§ Source material
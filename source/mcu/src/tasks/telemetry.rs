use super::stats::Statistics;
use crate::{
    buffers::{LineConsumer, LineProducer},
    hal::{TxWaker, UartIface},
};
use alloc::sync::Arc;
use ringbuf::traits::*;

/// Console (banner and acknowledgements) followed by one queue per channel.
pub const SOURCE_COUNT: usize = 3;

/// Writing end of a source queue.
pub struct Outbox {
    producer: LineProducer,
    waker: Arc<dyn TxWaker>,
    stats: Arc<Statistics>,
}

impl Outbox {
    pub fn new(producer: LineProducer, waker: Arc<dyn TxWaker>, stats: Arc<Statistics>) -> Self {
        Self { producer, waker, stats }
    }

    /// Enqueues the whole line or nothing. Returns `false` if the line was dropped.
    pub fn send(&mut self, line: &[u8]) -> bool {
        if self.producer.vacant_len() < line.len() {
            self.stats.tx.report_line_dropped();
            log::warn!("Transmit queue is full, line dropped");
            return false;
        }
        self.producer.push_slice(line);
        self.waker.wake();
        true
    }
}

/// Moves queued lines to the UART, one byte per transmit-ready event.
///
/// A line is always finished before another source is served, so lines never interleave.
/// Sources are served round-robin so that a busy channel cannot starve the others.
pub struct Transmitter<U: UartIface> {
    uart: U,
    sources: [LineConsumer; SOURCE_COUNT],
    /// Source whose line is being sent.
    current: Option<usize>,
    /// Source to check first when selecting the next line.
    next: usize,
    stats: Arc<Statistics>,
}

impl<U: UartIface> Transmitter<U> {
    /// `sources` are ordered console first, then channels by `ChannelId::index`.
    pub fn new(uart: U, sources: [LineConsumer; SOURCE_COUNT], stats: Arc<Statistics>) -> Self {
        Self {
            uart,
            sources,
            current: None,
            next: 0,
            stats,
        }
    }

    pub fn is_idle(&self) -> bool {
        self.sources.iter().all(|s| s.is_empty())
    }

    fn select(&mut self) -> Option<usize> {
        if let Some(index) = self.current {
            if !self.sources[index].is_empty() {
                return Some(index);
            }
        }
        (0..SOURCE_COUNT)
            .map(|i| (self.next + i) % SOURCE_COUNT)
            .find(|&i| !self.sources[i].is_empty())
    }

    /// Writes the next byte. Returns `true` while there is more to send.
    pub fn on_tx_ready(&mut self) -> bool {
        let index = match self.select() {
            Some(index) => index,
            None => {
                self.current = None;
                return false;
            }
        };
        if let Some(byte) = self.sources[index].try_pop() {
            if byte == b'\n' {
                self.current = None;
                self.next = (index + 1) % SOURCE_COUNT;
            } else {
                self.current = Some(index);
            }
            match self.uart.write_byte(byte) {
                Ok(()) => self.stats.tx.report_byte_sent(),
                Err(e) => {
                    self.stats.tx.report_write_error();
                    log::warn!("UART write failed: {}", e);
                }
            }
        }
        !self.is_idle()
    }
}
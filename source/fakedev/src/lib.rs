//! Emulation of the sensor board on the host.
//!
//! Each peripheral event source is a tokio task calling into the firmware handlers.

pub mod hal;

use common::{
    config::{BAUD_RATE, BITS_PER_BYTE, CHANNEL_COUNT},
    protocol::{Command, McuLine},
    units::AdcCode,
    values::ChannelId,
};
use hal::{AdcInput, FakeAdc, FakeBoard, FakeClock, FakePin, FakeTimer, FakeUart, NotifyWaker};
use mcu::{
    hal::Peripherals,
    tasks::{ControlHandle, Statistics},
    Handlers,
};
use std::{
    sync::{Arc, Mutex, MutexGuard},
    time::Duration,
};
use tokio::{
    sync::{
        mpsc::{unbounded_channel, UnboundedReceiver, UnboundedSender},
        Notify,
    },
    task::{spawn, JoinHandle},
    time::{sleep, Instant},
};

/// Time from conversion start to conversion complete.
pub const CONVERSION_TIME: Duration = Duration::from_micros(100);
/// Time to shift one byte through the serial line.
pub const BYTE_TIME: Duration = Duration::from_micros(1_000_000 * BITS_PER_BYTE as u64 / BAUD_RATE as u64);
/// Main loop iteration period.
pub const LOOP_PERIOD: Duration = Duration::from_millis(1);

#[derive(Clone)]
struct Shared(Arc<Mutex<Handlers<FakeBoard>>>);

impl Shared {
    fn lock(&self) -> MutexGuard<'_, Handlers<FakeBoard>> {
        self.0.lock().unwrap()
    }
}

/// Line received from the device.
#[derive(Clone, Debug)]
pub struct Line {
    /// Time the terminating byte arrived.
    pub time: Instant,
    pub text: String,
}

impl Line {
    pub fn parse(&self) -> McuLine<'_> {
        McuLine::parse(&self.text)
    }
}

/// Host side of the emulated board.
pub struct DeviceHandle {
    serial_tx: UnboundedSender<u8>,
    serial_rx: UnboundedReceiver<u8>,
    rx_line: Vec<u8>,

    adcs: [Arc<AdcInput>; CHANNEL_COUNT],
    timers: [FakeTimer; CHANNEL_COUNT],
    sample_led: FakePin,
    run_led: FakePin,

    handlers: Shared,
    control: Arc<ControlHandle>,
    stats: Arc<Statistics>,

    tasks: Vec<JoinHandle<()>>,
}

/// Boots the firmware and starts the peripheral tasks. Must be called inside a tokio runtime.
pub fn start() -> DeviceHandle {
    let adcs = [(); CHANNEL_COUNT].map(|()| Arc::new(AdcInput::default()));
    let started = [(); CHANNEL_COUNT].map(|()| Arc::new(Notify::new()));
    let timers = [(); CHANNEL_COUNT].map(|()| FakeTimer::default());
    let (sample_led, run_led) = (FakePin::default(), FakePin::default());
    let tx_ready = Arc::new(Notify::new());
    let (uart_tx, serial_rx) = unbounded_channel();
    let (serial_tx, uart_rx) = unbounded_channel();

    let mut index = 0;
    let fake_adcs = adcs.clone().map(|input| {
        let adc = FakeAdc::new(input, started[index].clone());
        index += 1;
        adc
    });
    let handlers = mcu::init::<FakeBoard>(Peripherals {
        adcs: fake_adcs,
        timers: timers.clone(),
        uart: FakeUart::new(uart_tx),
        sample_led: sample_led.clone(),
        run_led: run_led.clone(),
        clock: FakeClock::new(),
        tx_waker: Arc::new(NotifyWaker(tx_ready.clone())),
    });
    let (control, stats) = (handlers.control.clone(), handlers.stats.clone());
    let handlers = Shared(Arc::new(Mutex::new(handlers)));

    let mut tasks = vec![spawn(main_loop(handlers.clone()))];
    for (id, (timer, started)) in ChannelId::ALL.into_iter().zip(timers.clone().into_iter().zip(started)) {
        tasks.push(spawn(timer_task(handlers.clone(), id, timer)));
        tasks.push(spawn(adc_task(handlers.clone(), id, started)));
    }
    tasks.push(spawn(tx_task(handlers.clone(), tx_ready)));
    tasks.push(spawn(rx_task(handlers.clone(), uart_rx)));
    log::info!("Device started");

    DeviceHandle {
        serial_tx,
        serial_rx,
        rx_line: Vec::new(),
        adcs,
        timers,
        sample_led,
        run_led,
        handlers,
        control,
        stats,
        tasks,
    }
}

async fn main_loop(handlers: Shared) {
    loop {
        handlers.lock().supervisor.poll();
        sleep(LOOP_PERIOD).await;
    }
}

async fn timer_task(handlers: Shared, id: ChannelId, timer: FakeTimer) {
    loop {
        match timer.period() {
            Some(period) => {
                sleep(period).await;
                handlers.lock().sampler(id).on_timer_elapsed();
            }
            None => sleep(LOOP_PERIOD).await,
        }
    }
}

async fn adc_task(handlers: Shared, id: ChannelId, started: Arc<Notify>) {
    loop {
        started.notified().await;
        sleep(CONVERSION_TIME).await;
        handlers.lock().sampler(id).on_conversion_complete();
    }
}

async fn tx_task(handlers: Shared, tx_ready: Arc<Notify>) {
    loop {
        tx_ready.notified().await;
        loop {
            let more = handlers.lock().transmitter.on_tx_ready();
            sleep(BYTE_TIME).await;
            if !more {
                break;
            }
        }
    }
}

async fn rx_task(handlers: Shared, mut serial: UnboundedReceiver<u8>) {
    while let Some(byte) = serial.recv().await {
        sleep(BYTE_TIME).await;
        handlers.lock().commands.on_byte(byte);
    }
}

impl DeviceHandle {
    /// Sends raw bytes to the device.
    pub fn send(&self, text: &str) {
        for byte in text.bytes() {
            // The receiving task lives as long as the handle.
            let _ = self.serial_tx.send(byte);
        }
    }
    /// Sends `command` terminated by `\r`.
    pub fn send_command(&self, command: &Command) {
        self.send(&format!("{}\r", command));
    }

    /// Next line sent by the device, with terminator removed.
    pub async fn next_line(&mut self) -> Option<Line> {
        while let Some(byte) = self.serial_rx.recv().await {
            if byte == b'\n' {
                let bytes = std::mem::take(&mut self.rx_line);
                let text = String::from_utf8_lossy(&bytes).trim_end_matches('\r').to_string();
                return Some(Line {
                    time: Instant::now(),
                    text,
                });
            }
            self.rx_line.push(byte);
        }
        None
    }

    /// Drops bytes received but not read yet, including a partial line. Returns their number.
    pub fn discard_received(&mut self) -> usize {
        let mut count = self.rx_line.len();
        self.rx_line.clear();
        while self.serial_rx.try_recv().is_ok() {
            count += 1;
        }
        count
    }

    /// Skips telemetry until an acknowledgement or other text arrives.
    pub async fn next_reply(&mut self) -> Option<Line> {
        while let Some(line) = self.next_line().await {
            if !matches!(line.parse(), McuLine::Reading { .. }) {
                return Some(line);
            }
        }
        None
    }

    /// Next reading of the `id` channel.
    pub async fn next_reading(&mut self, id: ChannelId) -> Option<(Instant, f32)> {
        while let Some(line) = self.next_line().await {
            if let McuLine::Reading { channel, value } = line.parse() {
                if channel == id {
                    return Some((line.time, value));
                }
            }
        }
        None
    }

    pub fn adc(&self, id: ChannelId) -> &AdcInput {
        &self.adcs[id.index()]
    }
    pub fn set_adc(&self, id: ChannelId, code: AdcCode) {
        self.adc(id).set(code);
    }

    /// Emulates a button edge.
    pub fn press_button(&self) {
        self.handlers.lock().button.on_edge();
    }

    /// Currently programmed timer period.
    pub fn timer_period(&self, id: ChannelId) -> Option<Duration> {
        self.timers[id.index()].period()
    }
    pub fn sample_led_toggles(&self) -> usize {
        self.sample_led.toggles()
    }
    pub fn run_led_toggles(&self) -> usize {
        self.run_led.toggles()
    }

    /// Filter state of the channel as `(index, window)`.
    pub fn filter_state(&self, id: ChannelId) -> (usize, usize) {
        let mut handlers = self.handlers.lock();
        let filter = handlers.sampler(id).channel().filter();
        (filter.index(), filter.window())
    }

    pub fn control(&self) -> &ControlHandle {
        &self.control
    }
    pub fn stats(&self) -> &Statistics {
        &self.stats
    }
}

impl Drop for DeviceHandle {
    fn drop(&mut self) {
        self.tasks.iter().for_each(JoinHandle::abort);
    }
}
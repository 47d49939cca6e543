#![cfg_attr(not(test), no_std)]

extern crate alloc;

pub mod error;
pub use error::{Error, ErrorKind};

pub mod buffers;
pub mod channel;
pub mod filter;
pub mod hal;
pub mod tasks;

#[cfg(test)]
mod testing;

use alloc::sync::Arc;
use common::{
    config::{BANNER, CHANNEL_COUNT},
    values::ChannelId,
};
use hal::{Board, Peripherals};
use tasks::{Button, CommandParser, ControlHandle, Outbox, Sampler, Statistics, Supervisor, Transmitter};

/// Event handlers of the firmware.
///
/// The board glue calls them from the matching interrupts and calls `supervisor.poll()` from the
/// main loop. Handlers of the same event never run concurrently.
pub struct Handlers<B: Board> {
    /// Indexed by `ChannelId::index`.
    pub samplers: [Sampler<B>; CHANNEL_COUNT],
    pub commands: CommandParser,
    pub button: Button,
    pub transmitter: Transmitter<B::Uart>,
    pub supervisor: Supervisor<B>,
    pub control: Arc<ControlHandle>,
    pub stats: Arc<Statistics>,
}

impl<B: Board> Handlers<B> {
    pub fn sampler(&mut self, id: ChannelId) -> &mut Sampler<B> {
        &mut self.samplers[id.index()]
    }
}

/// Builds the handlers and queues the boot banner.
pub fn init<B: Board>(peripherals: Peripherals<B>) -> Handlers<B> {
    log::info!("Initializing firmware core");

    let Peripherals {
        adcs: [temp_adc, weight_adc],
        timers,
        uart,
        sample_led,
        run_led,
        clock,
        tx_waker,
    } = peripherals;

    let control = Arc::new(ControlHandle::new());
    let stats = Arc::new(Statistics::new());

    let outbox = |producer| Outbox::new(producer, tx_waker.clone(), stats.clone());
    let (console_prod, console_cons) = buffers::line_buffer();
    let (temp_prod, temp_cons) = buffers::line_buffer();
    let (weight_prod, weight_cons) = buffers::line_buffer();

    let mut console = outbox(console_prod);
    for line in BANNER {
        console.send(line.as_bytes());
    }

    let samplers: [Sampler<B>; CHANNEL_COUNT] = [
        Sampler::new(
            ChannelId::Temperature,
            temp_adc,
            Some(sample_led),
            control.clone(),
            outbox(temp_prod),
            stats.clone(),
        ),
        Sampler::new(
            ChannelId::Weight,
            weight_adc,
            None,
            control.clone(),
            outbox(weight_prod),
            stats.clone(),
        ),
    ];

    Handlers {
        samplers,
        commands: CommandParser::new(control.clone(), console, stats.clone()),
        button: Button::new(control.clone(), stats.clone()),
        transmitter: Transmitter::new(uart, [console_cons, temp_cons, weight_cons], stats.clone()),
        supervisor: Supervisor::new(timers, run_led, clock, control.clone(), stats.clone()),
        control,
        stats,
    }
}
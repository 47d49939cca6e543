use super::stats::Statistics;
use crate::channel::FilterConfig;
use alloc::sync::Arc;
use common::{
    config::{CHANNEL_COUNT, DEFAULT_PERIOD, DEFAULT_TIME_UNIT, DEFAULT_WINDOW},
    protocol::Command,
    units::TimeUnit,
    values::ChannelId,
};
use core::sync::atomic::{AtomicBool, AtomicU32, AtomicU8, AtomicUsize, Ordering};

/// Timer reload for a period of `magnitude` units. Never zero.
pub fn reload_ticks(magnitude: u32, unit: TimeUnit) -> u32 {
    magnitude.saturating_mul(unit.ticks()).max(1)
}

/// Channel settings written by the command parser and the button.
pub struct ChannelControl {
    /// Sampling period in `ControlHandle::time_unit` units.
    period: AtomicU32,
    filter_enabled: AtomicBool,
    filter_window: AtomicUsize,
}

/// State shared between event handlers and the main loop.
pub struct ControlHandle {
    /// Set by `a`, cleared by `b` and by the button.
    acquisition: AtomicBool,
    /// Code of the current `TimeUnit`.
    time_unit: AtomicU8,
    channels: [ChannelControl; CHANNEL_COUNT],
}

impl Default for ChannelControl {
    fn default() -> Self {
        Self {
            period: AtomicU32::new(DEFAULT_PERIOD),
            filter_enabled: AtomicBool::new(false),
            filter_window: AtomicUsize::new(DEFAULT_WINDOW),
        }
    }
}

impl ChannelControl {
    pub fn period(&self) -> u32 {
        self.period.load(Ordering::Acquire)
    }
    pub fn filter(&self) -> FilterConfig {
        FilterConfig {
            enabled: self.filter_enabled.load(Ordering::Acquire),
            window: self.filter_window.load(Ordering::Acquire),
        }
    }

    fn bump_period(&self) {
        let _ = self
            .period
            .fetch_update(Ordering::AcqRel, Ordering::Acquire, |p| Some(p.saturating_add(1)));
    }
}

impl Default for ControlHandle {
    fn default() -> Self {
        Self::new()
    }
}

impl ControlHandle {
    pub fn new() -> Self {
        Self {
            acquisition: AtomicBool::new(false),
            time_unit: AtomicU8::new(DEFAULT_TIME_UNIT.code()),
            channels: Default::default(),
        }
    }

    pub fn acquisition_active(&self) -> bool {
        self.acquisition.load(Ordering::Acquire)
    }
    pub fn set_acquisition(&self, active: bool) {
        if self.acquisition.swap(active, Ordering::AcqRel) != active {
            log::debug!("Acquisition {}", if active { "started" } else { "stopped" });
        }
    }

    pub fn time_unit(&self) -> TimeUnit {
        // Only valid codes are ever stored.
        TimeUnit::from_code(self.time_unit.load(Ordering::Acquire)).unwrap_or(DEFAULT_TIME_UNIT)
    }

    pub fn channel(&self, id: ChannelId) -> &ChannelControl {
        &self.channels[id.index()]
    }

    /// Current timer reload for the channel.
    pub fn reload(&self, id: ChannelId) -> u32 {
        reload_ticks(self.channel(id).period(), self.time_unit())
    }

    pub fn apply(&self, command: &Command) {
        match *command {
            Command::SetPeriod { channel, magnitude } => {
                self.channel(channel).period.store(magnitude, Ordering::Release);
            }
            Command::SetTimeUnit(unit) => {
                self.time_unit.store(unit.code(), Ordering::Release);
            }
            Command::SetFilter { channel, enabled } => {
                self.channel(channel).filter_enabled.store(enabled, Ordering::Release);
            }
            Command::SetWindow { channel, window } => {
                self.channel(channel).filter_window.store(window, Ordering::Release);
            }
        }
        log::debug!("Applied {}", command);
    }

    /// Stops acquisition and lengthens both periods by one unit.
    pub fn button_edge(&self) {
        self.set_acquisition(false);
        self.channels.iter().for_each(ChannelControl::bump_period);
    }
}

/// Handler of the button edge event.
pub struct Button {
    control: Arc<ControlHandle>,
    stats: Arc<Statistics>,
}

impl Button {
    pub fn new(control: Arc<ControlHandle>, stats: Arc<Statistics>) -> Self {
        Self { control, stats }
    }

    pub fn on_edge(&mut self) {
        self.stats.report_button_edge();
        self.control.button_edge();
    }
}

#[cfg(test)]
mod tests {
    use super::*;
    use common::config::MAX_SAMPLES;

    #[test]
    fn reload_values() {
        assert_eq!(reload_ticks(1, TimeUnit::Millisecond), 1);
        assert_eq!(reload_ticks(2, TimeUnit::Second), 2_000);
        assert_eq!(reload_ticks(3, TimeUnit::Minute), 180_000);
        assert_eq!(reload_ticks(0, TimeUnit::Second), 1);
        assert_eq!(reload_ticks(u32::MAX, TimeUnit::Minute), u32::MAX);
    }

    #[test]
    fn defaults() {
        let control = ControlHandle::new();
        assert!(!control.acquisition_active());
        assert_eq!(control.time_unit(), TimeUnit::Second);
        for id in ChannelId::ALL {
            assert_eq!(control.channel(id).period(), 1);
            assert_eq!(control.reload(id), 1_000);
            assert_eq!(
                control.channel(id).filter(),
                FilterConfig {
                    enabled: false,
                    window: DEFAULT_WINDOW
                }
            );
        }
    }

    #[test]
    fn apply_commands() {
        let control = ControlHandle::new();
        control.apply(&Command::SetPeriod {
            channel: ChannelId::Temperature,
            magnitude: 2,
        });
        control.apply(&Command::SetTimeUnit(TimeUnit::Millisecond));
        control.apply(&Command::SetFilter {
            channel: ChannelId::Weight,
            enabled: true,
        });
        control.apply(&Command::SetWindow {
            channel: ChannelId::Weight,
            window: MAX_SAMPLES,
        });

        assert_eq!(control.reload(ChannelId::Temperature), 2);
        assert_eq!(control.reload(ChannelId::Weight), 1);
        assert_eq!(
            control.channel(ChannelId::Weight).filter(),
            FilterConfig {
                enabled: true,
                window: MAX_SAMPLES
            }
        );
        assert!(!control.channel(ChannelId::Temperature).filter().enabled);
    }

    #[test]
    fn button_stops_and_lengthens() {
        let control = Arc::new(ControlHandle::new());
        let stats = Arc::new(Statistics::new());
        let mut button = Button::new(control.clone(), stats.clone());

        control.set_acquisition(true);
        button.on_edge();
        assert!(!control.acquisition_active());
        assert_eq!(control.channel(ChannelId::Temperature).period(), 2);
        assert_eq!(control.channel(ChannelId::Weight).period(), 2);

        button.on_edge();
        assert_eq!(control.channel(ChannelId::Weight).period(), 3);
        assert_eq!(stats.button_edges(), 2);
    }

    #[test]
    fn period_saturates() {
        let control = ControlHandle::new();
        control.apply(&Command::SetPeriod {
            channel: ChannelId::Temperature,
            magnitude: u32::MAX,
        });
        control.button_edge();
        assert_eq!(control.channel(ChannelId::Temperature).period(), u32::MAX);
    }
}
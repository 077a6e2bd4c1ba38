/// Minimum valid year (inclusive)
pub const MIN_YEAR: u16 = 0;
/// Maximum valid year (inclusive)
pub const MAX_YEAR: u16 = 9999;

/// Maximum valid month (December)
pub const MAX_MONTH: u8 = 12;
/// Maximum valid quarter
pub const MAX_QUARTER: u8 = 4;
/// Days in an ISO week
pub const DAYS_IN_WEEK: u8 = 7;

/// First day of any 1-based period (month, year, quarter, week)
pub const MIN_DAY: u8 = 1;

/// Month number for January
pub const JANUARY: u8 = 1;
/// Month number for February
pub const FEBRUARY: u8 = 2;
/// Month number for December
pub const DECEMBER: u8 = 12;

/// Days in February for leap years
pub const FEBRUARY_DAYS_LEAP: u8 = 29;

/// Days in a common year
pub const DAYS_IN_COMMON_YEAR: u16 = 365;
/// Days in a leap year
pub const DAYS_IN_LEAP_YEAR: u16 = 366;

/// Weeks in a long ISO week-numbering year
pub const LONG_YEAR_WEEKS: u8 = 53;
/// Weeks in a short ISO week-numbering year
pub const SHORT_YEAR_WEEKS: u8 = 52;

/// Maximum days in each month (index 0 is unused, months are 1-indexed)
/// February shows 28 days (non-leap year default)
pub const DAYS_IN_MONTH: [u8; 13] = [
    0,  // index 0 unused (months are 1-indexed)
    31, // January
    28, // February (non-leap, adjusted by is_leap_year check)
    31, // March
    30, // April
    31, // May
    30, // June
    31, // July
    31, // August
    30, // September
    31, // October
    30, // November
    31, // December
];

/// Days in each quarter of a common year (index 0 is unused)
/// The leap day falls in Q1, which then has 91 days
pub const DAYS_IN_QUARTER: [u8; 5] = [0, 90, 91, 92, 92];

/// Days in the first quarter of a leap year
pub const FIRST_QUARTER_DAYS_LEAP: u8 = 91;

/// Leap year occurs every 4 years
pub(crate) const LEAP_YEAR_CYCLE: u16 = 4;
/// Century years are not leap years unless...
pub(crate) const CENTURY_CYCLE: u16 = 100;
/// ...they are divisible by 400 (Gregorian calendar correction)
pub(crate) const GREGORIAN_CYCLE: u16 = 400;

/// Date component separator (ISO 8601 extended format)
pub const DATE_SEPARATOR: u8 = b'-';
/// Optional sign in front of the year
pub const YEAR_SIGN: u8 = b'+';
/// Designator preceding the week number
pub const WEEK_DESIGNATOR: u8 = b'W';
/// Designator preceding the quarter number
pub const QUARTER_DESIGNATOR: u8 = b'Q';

§ The task
Of the entries above, repeat exactly the lines between the line with "pub fn control(&self)" and the line with "pub fn init<B: Board>(peripherals: Peripherals<B>)", inclusive, and no others.

§ Solution to this problem
    pub fn control(&self) -> &ControlHandle {
        &self.control
    }
    pub fn stats(&self) -> &Statistics {
        &self.stats
    }
}

impl Drop for DeviceHandle {
    fn drop(&mut self) {
        self.tasks.iter().for_each(JoinHandle::abort);
    }
}
repository 47d49939cca6e543
#![cfg_attr(not(test), no_std)]

extern crate alloc;

pub mod error;
pub use error::{Error, ErrorKind};

pub mod buffers;
pub mod channel;
pub mod filter;
pub mod hal;
pub mod tasks;

#[cfg(test)]
mod testing;

use alloc::sync::Arc;
use common::{
    config::{BANNER, CHANNEL_COUNT},
    values::ChannelId,
};
use hal::{Board, Peripherals};
use tasks::{Button, CommandParser, ControlHandle, Outbox, Sampler, Statistics, Supervisor, Transmitter};

/// Event handlers of the firmware.
///
/// The board glue calls them from the matching interrupts and calls `supervisor.poll()` from the
/// main loop. Handlers of the same event never run concurrently.
pub struct Handlers<B: Board> {
    /// Indexed by `ChannelId::index`.
    pub samplers: [Sampler<B>; CHANNEL_COUNT],
    pub commands: CommandParser,
    pub button: Button,
    pub transmitter: Transmitter<B::Uart>,
    pub supervisor: Supervisor<B>,
    pub control: Arc<ControlHandle>,
    pub stats: Arc<Statistics>,
}

impl<B: Board> Handlers<B> {
    pub fn sampler(&mut self, id: ChannelId) -> &mut Sampler<B> {
        &mut self.samplers[id.index()]
    }
}

/// Builds the handlers and queues the boot banner.
pub fn init<B: Board>(peripherals: Peripherals<B>) -> Handlers<B> {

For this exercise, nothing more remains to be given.